I was wondering, is there something bad about soy milk? I know that with your Picky Bars website, you said that too much soy can be a bad thing. I was just wondering, what exactly does too much soy do, and if drinking soy milk twice daily counts as too much soy? Thank you for your time! By the way, this is really awesome that you have this website to ask you questions!
Thanks for the question! My research tells me that good quality soy in moderation is totally cool, but you should be aware of the issues associated with it. Like corn, soy has become an extremely popular ingredient in foods and beverages because it is cheap as hell to produce, so there is a huge incentive for food companies to find a way to incorporate it into their recipes.
With mass production of anything comes genetic modifications (GMO) and the use of pesticides to be able to grow massive quantities on mega farms with minimal risks. You need to look for things like “Non-GMO” and “organic” on your soy products if you want to maximize the health benefits, (and good quality soy does have health benefits).
You might think you are having two servings of soy per day, but if you look at the ingredients of many other foods you eat, there is a good chance they are beefed up with soy products, especially if you eat packaged foods. Most energy bars and protein drinks (and a million other things) use soy, and so a lot of athletes get 5-7+ servings of soy per day without realizing it. There is research to suggest that too much soy is unhealthy (increased risk of certain types of cancer, phytoestrogens affecting testosterone levels in men, etc) as well as the usual amount of counter-research to prove its totally fine.
If there is anything I’ve learned in studying Human Biology and factors that affect human performance over the past 11 years, its that research is always changing, and its often influenced by business, economic, or government interests. You have to learn to know when you are being manipulated, and when you are being truly educated. If you don’t have time to figure out what is what, you can develop a food survival strategy similar to mine.

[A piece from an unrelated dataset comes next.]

pub mod canvas_ops;
pub mod layer_ops;
pub mod mask_ops;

My vibe towards food can be summarized as follows:
- build variety into my menu.
- never go full-steam-ahead into a health fad. It’ll change within a year.
- stay as natural and local as is reasonable without making my life all about food.
This philosophy is what guides me when I create a Picky Bar recipe. I avoid ingredients that people are likely to be over-consuming, and I select ingredients that are likely to add variety and micro-nutrients that people might otherwise miss. Then I make it in a size that is appropriate to what a person actually needs. Basically, I do the Picky for you. I figure if I’m doing all the research for myself anyway, I might as well share it.
So long story short, if you start checking labels and find out that you are soy-ing it up way more than you thought, here are two different strategies I recommend:
- Buy non-GMO and organic soymilk, and avoid it in your other foods so you keep the total servings down.
- Keep your soy-filled snacks, but switch to Almond or Coconut Milk to balance things out. Silk brand Coconut Milk is AMAZING.